Is there any general way to solve basic functional equations?
For example we have algebraic ways to solve algebraic equations (find $x$)!
But for functional equations like :
$$f(x) + f(x-1) = 0$$
or, $$f(x)-f(x^2)=1$$
How does one find $f(x)$?
I can solve one or two using trial and error but when i used WolframAlpha it was able to solve both [Links : 1 and 2] correctly!
Solutions were : 1. $f(x)=-((-1)^x)$ and 2. $f(x)=\dfrac{\log{\log{x}}}{\log{2}}$
How to solve it? I am not asking the about the complicated ones having $f(f(x))$ or $f(x)f(y)$...Just the basic ones having just $x^n$ or $2x-1$ or something like that...
P.S. - I have seen a lot of questions similar to this but none of theme were general or answered my question...
The first is a basic linear recurrence, solved from its characteristic equation: the solution of such equations are known to have an exponential form, $ar^x$, and the equation turns to
$$ar^x+ar^{x-1}=0,$$simplifying to$$r+1=0$$ and from the root $r=-1$, $$f(x)=a\cdot(-1)^x.$$ The value of $a$ is arbitrary. By the way, if you don't give more conditions on $f$, only values one unit apart are related to each other, so that any function $g(x)$ defined in range $[0,1)$ can serve to extend $f$ on all $\mathbb R$.

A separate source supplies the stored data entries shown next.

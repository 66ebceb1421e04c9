//! Model encoder: flattens a network into review buffers.
//!
//! Encoding runs two passes over the model:
//!
//! 1. assign dense node and link indices and collect whatever is needed to
//!    size variable-length buffers (adjacency lists, pipe segments)
//! 2. allocate every buffer at its final size and encode the requested fields
//!
//! Unrequested buffers are still produced, holding zero records, so every
//! bundle has the same shape.

use std::collections::BTreeSet;

use netreview_buffers::{
    BinaryData, Bounds, BoundsCodec, BufferType, BufferWithIndex, FixedSizeBufferBuilder,
    GeoIndexBuilder, IdCodec, IdMapper, IdsListCodec, LinkConnectionsCodec, Position, PositionCodec,
    Segment, SegmentCodec, TypeCodec, VariableRecordCodec, VariableSizeBufferBuilder,
};
use serde::{Deserialize, Serialize};
use tracing::{debug, warn};

use crate::model::{Asset, AssetId, AssetKind, LinkType, NetworkModel};

/// Dense index written for a link endpoint that names no known node.
pub const UNASSIGNED_INDEX: u32 = u32::MAX;

// ============================================================================
// Encoding Request
// ============================================================================

#[derive(Debug, Clone, Copy, PartialEq, Eq, Hash, PartialOrd, Ord, Serialize, Deserialize)]
#[serde(rename_all = "snake_case")]
pub enum NodeField {
    Positions,
    Types,
    Connections,
    GeoIndex,
}

#[derive(Debug, Clone, Copy, PartialEq, Eq, Hash, PartialOrd, Ord, Serialize, Deserialize)]
#[serde(rename_all = "snake_case")]
pub enum LinkField {
    Connections,
    Bounds,
    Types,
    /// Pipe segment ids, coordinates and their spatial index.
    Segments,
}

/// Names the optional buffers one encoding pass produces.
#[derive(Debug, Clone, Default, PartialEq, Eq, Serialize, Deserialize)]
pub struct EncodingRequest {
    pub nodes: BTreeSet<NodeField>,
    pub links: BTreeSet<LinkField>,
}

impl EncodingRequest {
    pub fn new(
        nodes: impl IntoIterator<Item = NodeField>,
        links: impl IntoIterator<Item = LinkField>,
    ) -> Self {
        Self {
            nodes: nodes.into_iter().collect(),
            links: links.into_iter().collect(),
        }
    }

    pub fn has_node(&self, field: NodeField) -> bool {
        self.nodes.contains(&field)
    }

    pub fn has_link(&self, field: LinkField) -> bool {
        self.links.contains(&field)
    }

    /// Fields requested by either side.
    pub fn union(&self, other: &EncodingRequest) -> EncodingRequest {
        EncodingRequest {
            nodes: self.nodes.union(&other.nodes).copied().collect(),
            links: self.links.union(&other.links).copied().collect(),
        }
    }
}

// ============================================================================
// Encoded Bundle
// ============================================================================

#[derive(Debug, Clone, Default)]
pub struct NodeBuffers {
    pub positions: BinaryData,
    pub types: BinaryData,
    pub connections: BufferWithIndex,
    pub geo_index: BinaryData,
}

#[derive(Debug, Clone, Default)]
pub struct LinkBuffers {
    pub connections: BinaryData,
    pub bounds: BinaryData,
    pub types: BinaryData,
}

#[derive(Debug, Clone, Default)]
pub struct PipeSegmentBuffers {
    /// Owning link index per segment.
    pub ids: BinaryData,
    pub coordinates: BinaryData,
    pub geo_index: BinaryData,
}

/// The buffers a check computes over. Contains no domain objects, so it is
/// the only thing handed to a worker.
#[derive(Debug, Clone, Default)]
pub struct HydraulicModelBuffers {
    pub nodes: NodeBuffers,
    pub links: LinkBuffers,
    pub pipe_segments: PipeSegmentBuffers,
}

#[derive(Debug, Clone, Default)]
pub struct EncodedHydraulicModel {
    pub buffers: HydraulicModelBuffers,
    /// Node ids by dense index.
    pub node_ids_lookup: Vec<AssetId>,
    /// Link ids by dense index.
    pub link_ids_lookup: Vec<AssetId>,
}

impl EncodedHydraulicModel {
    pub fn node_id(&self, idx: u32) -> Option<AssetId> {
        self.node_ids_lookup.get(idx as usize).copied()
    }

    pub fn link_id(&self, idx: u32) -> Option<AssetId> {
        self.link_ids_lookup.get(idx as usize).copied()
    }
}

// ============================================================================
// Encoder
// ============================================================================

pub struct HydraulicModelEncoder<'m, M: NetworkModel> {
    model: &'m M,
    request: EncodingRequest,
    buffer_type: BufferType,
}

/// State of one `build_buffers` call, dropped when it returns.
struct EncodingPass<'m> {
    node_ids: IdMapper<AssetId>,
    link_ids: IdMapper<AssetId>,
    nodes: Vec<&'m Asset>,
    links: Vec<&'m Asset>,
    node_connections: Vec<Vec<AssetId>>,
    connections_size: usize,
    pipe_segments: Vec<Vec<Segment>>,
    segment_count: usize,
}

impl<'m, M: NetworkModel> HydraulicModelEncoder<'m, M> {
    pub fn new(model: &'m M, request: EncodingRequest, buffer_type: BufferType) -> Self {
        Self {
            model,
            request,
            buffer_type,
        }
    }

    pub fn request(&self) -> &EncodingRequest {
        &self.request
    }

    pub fn build_buffers(&self) -> EncodedHydraulicModel {
        let pass = self.prepare_mappings();

        let links = self.encode_links(&pass);
        let pipe_segments = self.encode_pipe_segments(&pass);
        let nodes = self.encode_nodes(&pass);

        debug!(
            nodes = pass.nodes.len(),
            links = pass.links.len(),
            pipe_segments = pass.segment_count,
            buffer_type = ?self.buffer_type,
            "encoded hydraulic model"
        );

        EncodedHydraulicModel {
            buffers: HydraulicModelBuffers {
                nodes,
                links,
                pipe_segments,
            },
            node_ids_lookup: pass.node_ids.into_lookup(),
            link_ids_lookup: pass.link_ids.into_lookup(),
        }
    }

    // ------------------------------------------------------------------------
    // Pass 1: index assignment and sizing
    // ------------------------------------------------------------------------

    fn prepare_mappings(&self) -> EncodingPass<'m> {
        let mut pass = EncodingPass {
            node_ids: IdMapper::new(),
            link_ids: IdMapper::new(),
            nodes: Vec::new(),
            links: Vec::new(),
            node_connections: Vec::new(),
            connections_size: 0,
            pipe_segments: Vec::new(),
            segment_count: 0,
        };
        let want_connections = self.request.has_node(NodeField::Connections);
        let want_segments = self.request.has_link(LinkField::Segments);

        let model: &'m M = self.model;
        for asset in model.assets() {
            match &asset.kind {
                AssetKind::Link(link) => {
                    let before = pass.link_ids.count();
                    pass.link_ids.get_or_assign_idx(asset.id);
                    if pass.link_ids.count() == before {
                        continue;
                    }
                    pass.links.push(asset);
                    if want_segments {
                        let segments = pipe_segments(link.link_type, &link.coordinates);
                        pass.segment_count += segments.len();
                        pass.pipe_segments.push(segments);
                    }
                }
                AssetKind::Node(_) => {
                    let before = pass.node_ids.count();
                    pass.node_ids.get_or_assign_idx(asset.id);
                    if pass.node_ids.count() == before {
                        continue;
                    }
                    pass.nodes.push(asset);
                    if want_connections {
                        let connected = self.known_links(asset.id);
                        pass.connections_size += IdsListCodec::size_of(connected.len());
                        pass.node_connections.push(connected);
                    }
                }
            }
        }
        pass
    }

    fn known_links(&self, node: AssetId) -> Vec<AssetId> {
        self.model
            .connected_links(node)
            .iter()
            .copied()
            .filter(|&link_id| {
                let known = self.model.asset(link_id).is_some_and(Asset::is_link);
                if !known {
                    warn!(node = %node, link = %link_id, "skipping unknown link in node adjacency");
                }
                known
            })
            .collect()
    }

    // ------------------------------------------------------------------------
    // Pass 2: encoding
    // ------------------------------------------------------------------------

    fn count_if(&self, requested: bool, count: usize) -> usize {
        if requested {
            count
        } else {
            0
        }
    }

    fn encode_links(&self, pass: &EncodingPass<'_>) -> LinkBuffers {
        let count = pass.links.len();
        let want_connections = self.request.has_link(LinkField::Connections);
        let want_bounds = self.request.has_link(LinkField::Bounds);
        let want_types = self.request.has_link(LinkField::Types);

        let mut connections = FixedSizeBufferBuilder::<LinkConnectionsCodec>::new(
            self.count_if(want_connections, count),
            self.buffer_type,
        );
        let mut bounds =
            FixedSizeBufferBuilder::<BoundsCodec>::new(self.count_if(want_bounds, count), self.buffer_type);
        let mut types =
            FixedSizeBufferBuilder::<TypeCodec>::new(self.count_if(want_types, count), self.buffer_type);

        for asset in &pass.links {
            let Some(link) = asset.as_link() else {
                continue;
            };
            if want_connections {
                let [start, end] = link.connections.map(|node| {
                    pass.node_ids.get_idx(&node).unwrap_or_else(|| {
                        warn!(link = %asset.id, node = %node, "link endpoint references unknown node");
                        UNASSIGNED_INDEX
                    })
                });
                connections.add(&[start, end]);
            }
            if want_types {
                types.add(&link.link_type.code());
            }
            if want_bounds {
                bounds.add(&Bounds::from_positions(&link.coordinates));
            }
        }

        LinkBuffers {
            connections: connections.finalize(),
            bounds: bounds.finalize(),
            types: types.finalize(),
        }
    }

    fn encode_pipe_segments(&self, pass: &EncodingPass<'_>) -> PipeSegmentBuffers {
        let count = pass.segment_count;
        let mut ids = FixedSizeBufferBuilder::<IdCodec>::new(count, self.buffer_type);
        let mut coordinates = FixedSizeBufferBuilder::<SegmentCodec>::new(count, self.buffer_type);
        let mut geo_index = GeoIndexBuilder::new(count);

        for (link_idx, segments) in pass.pipe_segments.iter().enumerate() {
            for segment in segments {
                ids.add(&(link_idx as u32));
                coordinates.add(segment);
                geo_index.add_segment(segment);
            }
        }

        PipeSegmentBuffers {
            ids: ids.finalize(),
            coordinates: coordinates.finalize(),
            geo_index: geo_index.finalize(self.buffer_type),
        }
    }

    fn encode_nodes(&self, pass: &EncodingPass<'_>) -> NodeBuffers {
        let count = pass.nodes.len();
        let want_positions = self.request.has_node(NodeField::Positions);
        let want_types = self.request.has_node(NodeField::Types);
        let want_connections = self.request.has_node(NodeField::Connections);
        let want_geo_index = self.request.has_node(NodeField::GeoIndex);

        let mut positions =
            FixedSizeBufferBuilder::<PositionCodec>::new(self.count_if(want_positions, count), self.buffer_type);
        let mut types =
            FixedSizeBufferBuilder::<TypeCodec>::new(self.count_if(want_types, count), self.buffer_type);
        let mut connections = VariableSizeBufferBuilder::<IdsListCodec>::new(
            self.count_if(want_connections, count),
            pass.connections_size,
            self.buffer_type,
        );
        let mut geo_index = GeoIndexBuilder::new(self.count_if(want_geo_index, count));

        for (node_idx, asset) in pass.nodes.iter().enumerate() {
            let Some(node) = asset.as_node() else {
                continue;
            };
            if want_types {
                types.add(&node.node_type.code());
            }
            if want_connections {
                let link_indices: Vec<u32> = pass.node_connections[node_idx]
                    .iter()
                    .filter_map(|id| pass.link_ids.get_idx(id))
                    .collect();
                debug_assert_eq!(
                    IdsListCodec::encoded_size(&link_indices),
                    IdsListCodec::size_of(pass.node_connections[node_idx].len())
                );
                connections.add(&link_indices);
            }
            if want_positions {
                positions.add(&node.position);
            }
            if want_geo_index {
                geo_index.add_point(node.position);
            }
        }

        NodeBuffers {
            positions: positions.finalize(),
            types: types.finalize(),
            connections: connections.finalize(),
            geo_index: geo_index.finalize(self.buffer_type),
        }
    }
}

/// Straight sub-spans of a pipe polyline; other link types yield none.
fn pipe_segments(link_type: LinkType, coordinates: &[Position]) -> Vec<Segment> {
    if link_type != LinkType::Pipe {
        return Vec::new();
    }
    coordinates
        .windows(2)
        .map(|pair| Segment::new(pair[0], pair[1]))
        .collect()
}

#[cfg(test)]
mod tests {
    use super::*;

    #[test]
    fn polyline_with_n_vertices_gives_n_minus_one_segments() {
        let line = [
            Position::new(0.0, 0.0),
            Position::new(1.0, 0.0),
            Position::new(1.0, 1.0),
        ];
        assert_eq!(pipe_segments(LinkType::Pipe, &line).len(), 2);
        assert!(pipe_segments(LinkType::Valve, &line).is_empty());
        assert!(pipe_segments(LinkType::Pipe, &line[..1]).is_empty());
    }

    #[test]
    fn request_union_merges_fields() {
        let a = EncodingRequest::new([NodeField::Types], [LinkField::Bounds]);
        let b = EncodingRequest::new([NodeField::Positions, NodeField::Types], []);
        let u = a.union(&b);
        assert!(u.has_node(NodeField::Types));
        assert!(u.has_node(NodeField::Positions));
        assert!(u.has_link(LinkField::Bounds));
        assert!(!u.has_link(LinkField::Segments));
    }
}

$$f(x)=g(\rfloor x\lfloor)\cdot(-1)^{\lfloor x\rfloor}$$
($\rfloor x\lfloor:=x-\lfloor x \rfloor$ denotes the fractional part of $x$.)
For instance, taking $g(x)=x(1-x)$, we get an alternation of parabolas.
The second equation can be transformed to the first form.
Indeed, $x=\ln_2(y)$ makes
$$f(2^y)-f(2^{2y})=1$$
and $y=\ln_2(z)$ makes
$$f(2^{2^z})-f(2^{2^{z+1}})=1,$$ i.e. $$h(z)-h(z+1)=1.$$
By a process similar to above, the solution is
$$h(z)=-z+a,$$ and $$f(x)=-\ln_2(\ln_2(x))+a.$$ And the general solution $$f(x)=-\ln_2(\ln_2(x))+g(\rfloor\ln_2(\ln_2(x))\lfloor).$$
With these methods, you can address the linear recurrences of the form
$$\sum_k c_kf(x+k)=RHS(x),$$
$$\sum_k c_kf(kx)=RHS(x)$$or
$$\sum_k c_kf(x^k)=RHS(x).$$